Harvest festival in East India

Sohrai is a harvest festival celebrated in the Indian states of Jharkhand, West Bengal, Chhattisgarh, Odisha, and Bihar. It is also called the cattle festival. The festival is observed after the harvest and coincides with Govardhan Puja during Diwali. In Santal Parganas, it is celebrated in the month of January. It is observed by the Santal, Bhumij, Sadan, Oraon, Ho and Munda communities, among others.

It is celebrated on Amavasya of the Hindu month of Kartik, which falls in October–November. In Santal Parganas, it is celebrated in January, between the 10th and 15th. During this festival, people fast, paint their houses, and prepare food. At night, they light earthen lamps in the cattle sheds and offer sacrifices to, the deity of animals.

==Celebration==
Sohrai is a harvest festival celebrated after the harvest. It is observed on Amavasya (new moon) in the Hindu month of Kartik (October–November). The festival is celebrated in honor of cattle, especially bullocks, buffaloes, goats, and sheep. On this day, people fast throughout the day, and earthen lamps are lit in homes, cattle sheds, kitchens, and gardens. On the festival day, the animals are bathed, and their horns and foreheads are anointed with vermilion diluted in oil. Also
They are offered a special meal of rice and vegetables. In the evening, a black chicken is sacrificed to Gaurea (the spirit of the cowshed), along with Tapan (fermented rice drink). The meat of the sacrificed chicken is then eaten with bread and Tapan. Sohrai is a day to express gratitude and affection for livestock.
The harvest festival is also a time for people to showcase their artistic skills and expressions. Every year, after the festival is over, the drawings and patterns created during this time are erased. This festival usually takes place in October or November and lasts for three days. It coincides with Diwali. However, the Santals living in Santal Parganas celebrate it in January.

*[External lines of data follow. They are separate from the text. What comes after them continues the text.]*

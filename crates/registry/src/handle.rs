// SPDX-License-Identifier: MIT

//! The seam between `sk-registry` and `sk-runtimes`: the registry owns
//! lifecycle and lookup, a concrete runtime kind (in `sk-runtimes`)
//! owns everything behind this trait. Keeping the dependency this
//! direction (registry never depends on runtimes) avoids a cycle.

use sk_core::RuntimeStatsSnapshot;

/// A live, running runtime, as the registry sees it.
pub trait RuntimeHandle {
    /// Release every reactor resource and connection this runtime
    /// owns. Called outside the registry's lock — callers must not
    /// hold the lock across a reactor submission.
    fn teardown(&mut self);

    fn stats(&self) -> RuntimeStatsSnapshot;

    /// Current number of open connections, for `ls`/`ps`.
    fn connection_count(&self) -> usize;

    /// Deliver a pub/sub publication to this runtime's extension VM,
    /// if it has a matching subscription. Returns whether it was
    /// delivered.
    fn deliver_pubsub(&mut self, channel: &str, message: &[u8]) -> bool;
}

Sohrai folk song practiced during the festivities

== Arts ==

An indigenous art form is practised by the women. Ritualistic art is done on mud walls to welcome the harvest and to celebrate the cattle. The women clean their houses and decorate their walls with murals of Sohrai arts. This art form has continued since 10,000–4,000 BC. It was prevalent mostly in caves, but shifted to houses with mud walls.